(Task objective) Each line that has the string "DepositCoin" must be copied from the records below.

Stored items:
________
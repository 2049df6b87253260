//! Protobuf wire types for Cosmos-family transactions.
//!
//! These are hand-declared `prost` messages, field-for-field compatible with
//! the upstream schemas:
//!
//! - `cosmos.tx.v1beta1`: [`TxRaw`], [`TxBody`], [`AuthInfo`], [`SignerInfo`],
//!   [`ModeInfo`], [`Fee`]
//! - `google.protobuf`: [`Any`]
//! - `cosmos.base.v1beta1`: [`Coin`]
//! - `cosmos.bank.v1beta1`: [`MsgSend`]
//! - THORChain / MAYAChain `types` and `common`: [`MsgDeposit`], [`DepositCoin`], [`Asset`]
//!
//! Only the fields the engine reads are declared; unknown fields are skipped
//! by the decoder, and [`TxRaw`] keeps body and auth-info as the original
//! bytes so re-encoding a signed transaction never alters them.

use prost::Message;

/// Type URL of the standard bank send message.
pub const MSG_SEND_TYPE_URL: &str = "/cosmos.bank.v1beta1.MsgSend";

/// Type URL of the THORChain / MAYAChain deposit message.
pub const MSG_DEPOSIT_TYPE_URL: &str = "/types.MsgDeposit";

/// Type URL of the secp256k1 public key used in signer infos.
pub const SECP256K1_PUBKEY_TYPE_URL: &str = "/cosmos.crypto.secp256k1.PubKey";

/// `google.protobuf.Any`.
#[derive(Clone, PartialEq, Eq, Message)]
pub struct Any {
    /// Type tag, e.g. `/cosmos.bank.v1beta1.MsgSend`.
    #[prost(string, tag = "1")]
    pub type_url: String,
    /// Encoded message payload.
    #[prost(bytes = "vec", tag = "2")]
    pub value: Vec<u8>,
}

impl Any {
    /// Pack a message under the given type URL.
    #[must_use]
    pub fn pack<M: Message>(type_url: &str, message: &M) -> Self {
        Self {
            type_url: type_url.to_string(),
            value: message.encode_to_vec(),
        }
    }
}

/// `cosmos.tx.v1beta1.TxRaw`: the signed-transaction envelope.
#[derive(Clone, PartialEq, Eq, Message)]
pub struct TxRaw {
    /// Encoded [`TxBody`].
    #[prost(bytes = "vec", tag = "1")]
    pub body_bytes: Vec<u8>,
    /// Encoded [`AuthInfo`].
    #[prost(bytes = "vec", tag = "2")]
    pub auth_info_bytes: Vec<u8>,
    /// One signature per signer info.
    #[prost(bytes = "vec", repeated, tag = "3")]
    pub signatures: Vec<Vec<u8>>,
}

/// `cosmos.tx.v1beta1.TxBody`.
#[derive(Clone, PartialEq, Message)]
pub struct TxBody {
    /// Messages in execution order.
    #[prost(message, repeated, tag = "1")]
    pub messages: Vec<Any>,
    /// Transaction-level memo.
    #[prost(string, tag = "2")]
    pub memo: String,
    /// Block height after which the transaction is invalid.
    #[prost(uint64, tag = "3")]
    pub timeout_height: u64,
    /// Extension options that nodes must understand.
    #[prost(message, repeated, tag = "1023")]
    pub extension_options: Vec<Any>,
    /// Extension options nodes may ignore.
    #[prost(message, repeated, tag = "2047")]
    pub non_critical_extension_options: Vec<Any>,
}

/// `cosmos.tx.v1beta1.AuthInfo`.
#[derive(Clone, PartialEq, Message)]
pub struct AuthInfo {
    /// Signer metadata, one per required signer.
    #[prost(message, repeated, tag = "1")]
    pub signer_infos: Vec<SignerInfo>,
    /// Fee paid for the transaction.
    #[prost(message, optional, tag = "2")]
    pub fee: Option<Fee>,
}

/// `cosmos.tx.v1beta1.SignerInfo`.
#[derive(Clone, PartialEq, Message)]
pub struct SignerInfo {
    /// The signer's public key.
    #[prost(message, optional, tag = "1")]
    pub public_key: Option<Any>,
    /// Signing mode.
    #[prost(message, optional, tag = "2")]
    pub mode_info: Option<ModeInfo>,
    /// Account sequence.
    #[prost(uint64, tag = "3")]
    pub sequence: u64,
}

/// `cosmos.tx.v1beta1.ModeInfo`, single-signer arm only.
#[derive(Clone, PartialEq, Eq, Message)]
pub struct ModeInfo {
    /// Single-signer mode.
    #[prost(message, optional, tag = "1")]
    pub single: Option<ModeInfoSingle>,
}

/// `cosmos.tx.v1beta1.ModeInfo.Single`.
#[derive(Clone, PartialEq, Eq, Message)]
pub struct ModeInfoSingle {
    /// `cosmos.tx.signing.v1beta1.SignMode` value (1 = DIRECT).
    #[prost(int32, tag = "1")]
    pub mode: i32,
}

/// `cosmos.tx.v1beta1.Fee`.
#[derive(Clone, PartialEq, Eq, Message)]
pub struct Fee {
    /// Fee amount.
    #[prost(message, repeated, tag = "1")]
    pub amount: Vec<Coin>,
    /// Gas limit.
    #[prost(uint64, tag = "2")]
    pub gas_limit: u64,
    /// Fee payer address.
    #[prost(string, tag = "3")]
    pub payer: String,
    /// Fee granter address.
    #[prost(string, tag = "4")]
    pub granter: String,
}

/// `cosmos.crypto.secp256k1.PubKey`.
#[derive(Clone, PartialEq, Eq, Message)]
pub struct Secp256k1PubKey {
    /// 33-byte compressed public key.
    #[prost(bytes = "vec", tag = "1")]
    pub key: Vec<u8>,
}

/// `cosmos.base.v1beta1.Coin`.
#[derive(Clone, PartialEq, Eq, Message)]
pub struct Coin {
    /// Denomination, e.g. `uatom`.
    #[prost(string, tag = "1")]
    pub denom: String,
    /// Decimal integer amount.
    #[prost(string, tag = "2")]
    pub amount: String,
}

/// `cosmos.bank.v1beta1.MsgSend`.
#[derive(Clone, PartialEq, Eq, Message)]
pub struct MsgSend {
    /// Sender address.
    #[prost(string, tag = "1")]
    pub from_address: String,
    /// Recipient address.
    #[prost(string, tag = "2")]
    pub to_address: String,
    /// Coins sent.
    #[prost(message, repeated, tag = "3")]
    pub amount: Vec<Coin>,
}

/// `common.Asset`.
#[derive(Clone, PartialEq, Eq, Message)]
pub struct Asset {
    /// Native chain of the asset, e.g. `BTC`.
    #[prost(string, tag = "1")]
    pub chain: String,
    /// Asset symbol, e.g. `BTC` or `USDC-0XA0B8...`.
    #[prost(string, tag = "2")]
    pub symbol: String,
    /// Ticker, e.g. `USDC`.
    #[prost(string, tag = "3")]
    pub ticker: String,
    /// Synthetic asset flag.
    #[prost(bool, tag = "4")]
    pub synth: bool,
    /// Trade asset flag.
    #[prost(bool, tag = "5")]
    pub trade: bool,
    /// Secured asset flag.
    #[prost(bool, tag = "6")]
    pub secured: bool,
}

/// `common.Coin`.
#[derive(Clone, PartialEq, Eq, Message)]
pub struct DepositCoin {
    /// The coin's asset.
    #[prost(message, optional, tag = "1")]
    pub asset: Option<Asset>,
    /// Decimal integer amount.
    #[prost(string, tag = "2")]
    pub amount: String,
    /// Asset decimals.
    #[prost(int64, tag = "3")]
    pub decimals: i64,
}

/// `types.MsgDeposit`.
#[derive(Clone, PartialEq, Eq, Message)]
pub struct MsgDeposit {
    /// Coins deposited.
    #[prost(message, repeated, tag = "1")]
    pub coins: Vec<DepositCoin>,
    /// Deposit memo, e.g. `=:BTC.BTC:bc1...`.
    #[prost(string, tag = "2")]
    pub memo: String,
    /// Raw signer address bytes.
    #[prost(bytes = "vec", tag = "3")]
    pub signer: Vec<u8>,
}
________
(Result of the task)
//! - THORChain / MAYAChain `types` and `common`: [`MsgDeposit`], [`DepositCoin`], [`Asset`]
pub struct DepositCoin {
    pub coins: Vec<DepositCoin>,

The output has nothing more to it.